■ Stored items:
+ + + +

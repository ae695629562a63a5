// File: crates/fpschart-core/src/geometry.rs
// Summary: Lightweight geometry helpers for pixel math.

use crate::types::Insets;

#[derive(Clone, Copy, Debug, PartialEq, Eq)]
pub struct RectI32 {
    pub left: i32,
    pub top: i32,
    pub right: i32,
    pub bottom: i32,
}

impl RectI32 {
    pub const fn from_ltrb(left: i32, top: i32, right: i32, bottom: i32) -> Self {
        Self { left, top, right, bottom }
    }
    /// Plot rectangle: the surface minus its insets.
    pub fn inset_of(width: i32, height: i32, insets: &Insets) -> Self {
        Self {
            left: insets.left as i32,
            top: insets.top as i32,
            right: width - insets.right as i32,
            bottom: height - insets.bottom as i32,
        }
    }
    pub const fn width(&self) -> i32 { self.right - self.left }
    pub const fn height(&self) -> i32 { self.bottom - self.top }
}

+ + + +

■ Exercise: Your answer should be the number of lines in the records that contain the word "const", with nothing added.

■ Solution for this task: 3